Monday, February 13, 2012

Rwanda: A Success Story

Hugh Evans, Co-Founder and CEO of the Global Poverty Project, posted a great piece in The Huffington Post citing an example of how development assistance has worked.

In an article entitled I Thought 'Aid Doesn't Work?', Evans cites the example of Rwanada, which has worked hard to implement measures that directly address poverty, including some targets established under the Millennium Development Goals.

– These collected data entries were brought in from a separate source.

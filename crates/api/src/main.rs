use std::net::SocketAddr;
use std::sync::Arc;
use std::time::Duration;

use tokio_util::sync::CancellationToken;
use tracing_subscriber::{layer::SubscriberExt, util::SubscriberInitExt, EnvFilter};

use academy_api::background;
use academy_api::config::ServerConfig;
use academy_api::router::build_app_router;
use academy_api::state::AppState;
use academy_db::DbPool;

const DEFAULT_LOG_FILTER: &str = "academy_api=debug,academy_db=debug,tower_http=debug";

#[tokio::main]
async fn main() {
    dotenvy::dotenv().ok();
    init_tracing();

    let config = Arc::new(ServerConfig::from_env());
    tracing::info!(
        host = %config.host,
        port = config.port,
        utc_offset = %config.academy_utc_offset,
        today = %config.today(),
        "Loaded server configuration"
    );

    let database_url = std::env::var("DATABASE_URL").expect("DATABASE_URL must be set");
    let pool = connect_database(&database_url).await;

    let sweep_cancel = CancellationToken::new();
    let sweep_handle = tokio::spawn(background::booking_completion::run(
        pool.clone(),
        Arc::clone(&config),
        sweep_cancel.clone(),
    ));

    let state = AppState {
        pool,
        config: Arc::clone(&config),
    };
    let app = build_app_router(state, &config);

    let addr = SocketAddr::new(
        config.host.parse().expect("Invalid HOST address"),
        config.port,
    );
    let listener = tokio::net::TcpListener::bind(addr)
        .await
        .expect("Failed to bind to address");
    tracing::info!(%addr, "Academy API listening");

    axum::serve(listener, app)
        .with_graceful_shutdown(shutdown_signal())
        .await
        .expect("Server error");

    tracing::info!("Server stopped accepting connections, stopping background jobs");
    sweep_cancel.cancel();
    let grace = Duration::from_secs(config.shutdown_timeout_secs);
    if tokio::time::timeout(grace, sweep_handle).await.is_err() {
        tracing::warn!(
            grace_secs = grace.as_secs(),
            "Booking completion job did not stop in time"
        );
    }

    tracing::info!("Graceful shutdown complete");
}

/// `RUST_LOG` picks the filter; `LOG_FORMAT=json` switches to one JSON
/// object per line for log shipping.
fn init_tracing() {
    let filter = EnvFilter::try_from_default_env().unwrap_or_else(|_| DEFAULT_LOG_FILTER.into());
    let json = std::env::var("LOG_FORMAT").is_ok_and(|v| v.eq_ignore_ascii_case("json"));

    let registry = tracing_subscriber::registry().with(filter);
    if json {
        registry.with(tracing_subscriber::fmt::layer().json()).init();
    } else {
        registry.with(tracing_subscriber::fmt::layer()).init();
    }
}

/// Connect, verify and migrate. Any failure aborts startup.
async fn connect_database(database_url: &str) -> DbPool {
    let pool = academy_db::create_pool(database_url)
        .await
        .expect("Failed to connect to database");

    academy_db::health_check(&pool)
        .await
        .expect("Database health check failed");

    academy_db::run_migrations(&pool)
        .await
        .expect("Failed to run database migrations");
    tracing::info!("Database ready, migrations applied");

    pool
}

/// Resolves on SIGINT, or SIGTERM on Unix.
async fn shutdown_signal() {
    let ctrl_c = async {
        tokio::signal::ctrl_c()
            .await
            .expect("Failed to install Ctrl-C handler");
    };

    #[cfg(unix)]
    let terminate = async {
        tokio::signal::unix::signal(tokio::signal::unix::SignalKind::terminate())
            .expect("Failed to install SIGTERM handler")
            .recv()
            .await;
    };

    #[cfg(not(unix))]
    let terminate = std::future::pending::<()>();

    tokio::select! {
        () = ctrl_c => tracing::info!("Received SIGINT, shutting down"),
        () = terminate => tracing::info!("Received SIGTERM, shutting down"),
    }
}
//! Verification of the HS256 access tokens issued by the academy's identity
//! provider.
//!
//! The engine never logs anyone in; it only checks the signature, expiry and
//! (optionally) issuer of a token and reads the owner id and role from it.

use academy_core::types::DbId;
use jsonwebtoken::{decode, encode, Algorithm, DecodingKey, EncodingKey, Header, Validation};
use serde::{Deserialize, Serialize};

/// Claims the engine reads from an access token.
#[derive(Debug, Serialize, Deserialize, Clone)]
pub struct Claims {
    /// Owner id of the customer or staff member.
    pub sub: DbId,
    /// `"admin"` or `"customer"`.
    pub role: String,
    pub exp: i64,
    pub iat: i64,
    #[serde(default, skip_serializing_if = "Option::is_none")]
    pub iss: Option<String>,
}

/// Token verification settings.
#[derive(Debug, Clone)]
pub struct JwtConfig {
    /// Shared HMAC secret with the identity provider.
    pub secret: String,
    /// When set, tokens must carry exactly this `iss`.
    pub issuer: Option<String>,
    /// Clock skew tolerated on `exp`, in seconds.
    pub leeway_secs: u64,
}

const DEFAULT_LEEWAY_SECS: u64 = 60;

impl JwtConfig {
    /// | Env Var           | Required | Default |
    /// |-------------------|----------|---------|
    /// | `JWT_SECRET`      | **yes**  | --      |
    /// | `JWT_ISSUER`      | no       | unset   |
    /// | `JWT_LEEWAY_SECS` | no       | `60`    |
    ///
    /// # Panics
    ///
    /// Panics if `JWT_SECRET` is missing or empty.
    pub fn from_env() -> Self {
        let secret =
            std::env::var("JWT_SECRET").expect("JWT_SECRET must be set in the environment");
        assert!(!secret.is_empty(), "JWT_SECRET must not be empty");

        let issuer = std::env::var("JWT_ISSUER")
            .ok()
            .map(|s| s.trim().to_string())
            .filter(|s| !s.is_empty());

        let leeway_secs: u64 = std::env::var("JWT_LEEWAY_SECS")
            .unwrap_or_else(|_| DEFAULT_LEEWAY_SECS.to_string())
            .parse()
            .expect("JWT_LEEWAY_SECS must be a valid u64");

        Self {
            secret,
            issuer,
            leeway_secs,
        }
    }

    fn validation(&self) -> Validation {
        let mut validation = Validation::new(Algorithm::HS256);
        validation.leeway = self.leeway_secs;
        if let Some(issuer) = &self.issuer {
            validation.set_issuer(&[issuer]);
            validation.set_required_spec_claims(&["exp", "iss"]);
        }
        validation
    }
}

/// Check a bearer token and return its claims.
pub fn validate_token(
    token: &str,
    config: &JwtConfig,
) -> Result<Claims, jsonwebtoken::errors::Error> {
    let data = decode::<Claims>(
        token,
        &DecodingKey::from_secret(config.secret.as_bytes()),
        &config.validation(),
    )?;
    Ok(data.claims)
}

/// Sign a token the way the identity provider does. Used by operational
/// tooling and the integration tests.
pub fn sign_token(
    owner_id: DbId,
    role: &str,
    ttl_mins: i64,
    config: &JwtConfig,
) -> Result<String, jsonwebtoken::errors::Error> {
    let now = chrono::Utc::now().timestamp();
    let claims = Claims {
        sub: owner_id,
        role: role.to_string(),
        exp: now + ttl_mins * 60,
        iat: now,
        iss: config.issuer.clone(),
    };
    encode(
        &Header::new(Algorithm::HS256),
        &claims,
        &EncodingKey::from_secret(config.secret.as_bytes()),
    )
}
//! Background tasks and scheduled jobs.
//!
//! Each submodule provides a long-running async function intended to be
//! spawned via `tokio::spawn`. All tasks accept a [`CancellationToken`]
//! for graceful shutdown.
//!
//! [`CancellationToken`]: tokio_util::sync::CancellationToken

pub mod booking_completion;
//! Handlers for academy staff.
//!
//! All handlers require the `admin` role via the [`RequireAdmin`] extractor.

use academy_core::error::{BookingError, CoreError};
use academy_core::types::{Date, DbId};
use academy_db::models::booking::BookingDetail;
use academy_db::models::course::{CreateScheduleClosure, ScheduleClosure};
use academy_db::repositories::{BookingRepo, ScheduleRepo, SchedulingRepo};
use axum::extract::{Path, State};
use axum::http::StatusCode;
use axum::Json;
use serde::Serialize;

use crate::error::{AppError, AppResult};
use crate::middleware::rbac::RequireAdmin;
use crate::response::DataResponse;
use crate::state::AppState;

/// Result of a completion sweep.
#[derive(Debug, Serialize)]
#[serde(rename_all = "camelCase")]
pub struct CompletionSummary {
    pub completed: u64,
}

/// POST /api/v1/admin/bookings/{id}/cancel
///
/// Cancel any customer's booking. Same rules as a customer cancel: only
/// confirmed bookings for today or later.
pub async fn cancel_booking(
    RequireAdmin(admin): RequireAdmin,
    State(state): State<AppState>,
    Path(id): Path<DbId>,
) -> AppResult<Json<DataResponse<BookingDetail>>> {
    let booking = SchedulingRepo::cancel(&state.pool, id, None, state.today()).await?;
    tracing::info!(admin_id = admin.user_id, booking_id = id, "Admin cancelled booking");
    Ok(Json(DataResponse { data: booking }))
}

/// POST /api/v1/admin/bookings/complete-elapsed
///
/// Run the completion sweep now instead of waiting for the background job.
pub async fn complete_elapsed(
    RequireAdmin(admin): RequireAdmin,
    State(state): State<AppState>,
) -> AppResult<Json<DataResponse<CompletionSummary>>> {
    let completed = BookingRepo::complete_elapsed(&state.pool, state.today()).await?;
    tracing::info!(admin_id = admin.user_id, completed, "Manual completion sweep");
    Ok(Json(DataResponse {
        data: CompletionSummary { completed },
    }))
}

/// POST /api/v1/admin/schedules/{id}/closures
///
/// Close a schedule on a date. Closing a date that is already closed
/// returns 409. Existing bookings on that date are left untouched.
pub async fn add_closure(
    RequireAdmin(admin): RequireAdmin,
    State(state): State<AppState>,
    Path(schedule_id): Path<DbId>,
    Json(input): Json<CreateScheduleClosure>,
) -> AppResult<(StatusCode, Json<DataResponse<ScheduleClosure>>)> {
    ScheduleRepo::find_by_id(&state.pool, schedule_id)
        .await?
        .ok_or(AppError::Booking(BookingError::NotFound {
            entity: "Schedule",
            id: schedule_id,
        }))?;

    let closure = ScheduleRepo::add_closure(&state.pool, schedule_id, &input).await?;
    tracing::info!(
        admin_id = admin.user_id,
        schedule_id,
        closed_on = %closure.closed_on,
        "Schedule date closed",
    );
    Ok((StatusCode::CREATED, Json(DataResponse { data: closure })))
}

/// DELETE /api/v1/admin/schedules/{id}/closures/{date}
///
/// Reopen a closed date. Returns 204, or 404 if the date was not closed.
pub async fn remove_closure(
    RequireAdmin(admin): RequireAdmin,
    State(state): State<AppState>,
    Path((schedule_id, closed_on)): Path<(DbId, Date)>,
) -> AppResult<StatusCode> {
    let removed = ScheduleRepo::remove_closure(&state.pool, schedule_id, closed_on).await?;
    if !removed {
        return Err(AppError::Core(CoreError::NotFound {
            entity: "Closure for schedule",
            id: schedule_id,
        }));
    }
    tracing::info!(admin_id = admin.user_id, schedule_id, %closed_on, "Schedule date reopened");
    Ok(StatusCode::NO_CONTENT)
}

Here is an excerpt from the article.
This week, the Government of Rwanda released a report that outlined startling success in reducing poverty over the past five years. According to the Household Living Conditions Survey -- which is the international benchmark for assessing the prevalence of poverty -- the number of households under the poverty line has dropped by 200,000 since 2006. That's about a million people in a country of 11 million -- or, if you prefer statistics, a 12 percent drop in the population classified as 'poor' (from 57 percent to 45 percent) between 2006 and 2011. This represents one of the best outcomes in poverty in recent times. But beneath these impressive numbers, there are even more positive signs across the board in Rwanda.

In a separate piece published in the Wall Street Journal on Feb. 10, John Rwangombwa, Rwanda's finance minister, writes about his country's success.
"... there is nothing supernatural about what [Rwanda has] achieved to date.. [it is] the result of unrelenting focus by our country's leaders and citizens on getting the fundamentals right: government accountability and transparency, policies that attract trade and investment, a healthy and educated population."
Make no mistake, Rwanda has done much of this on its own, but the country is quick to acknowledge that the accomplishments would not have been attained without assistance from the European Union, Great Britain, the World Bank and the African Development Bank. 

This is a great example of how development assistance can help countries emerge from poverty.  And this is why the United States should continue its commitments in this area.  Chances are you might be writing about this at the Offering of Letters at your church this year. One of Bread for the World's efforts this year is to urge Congress to maintain funding for poverty-focused development assistance.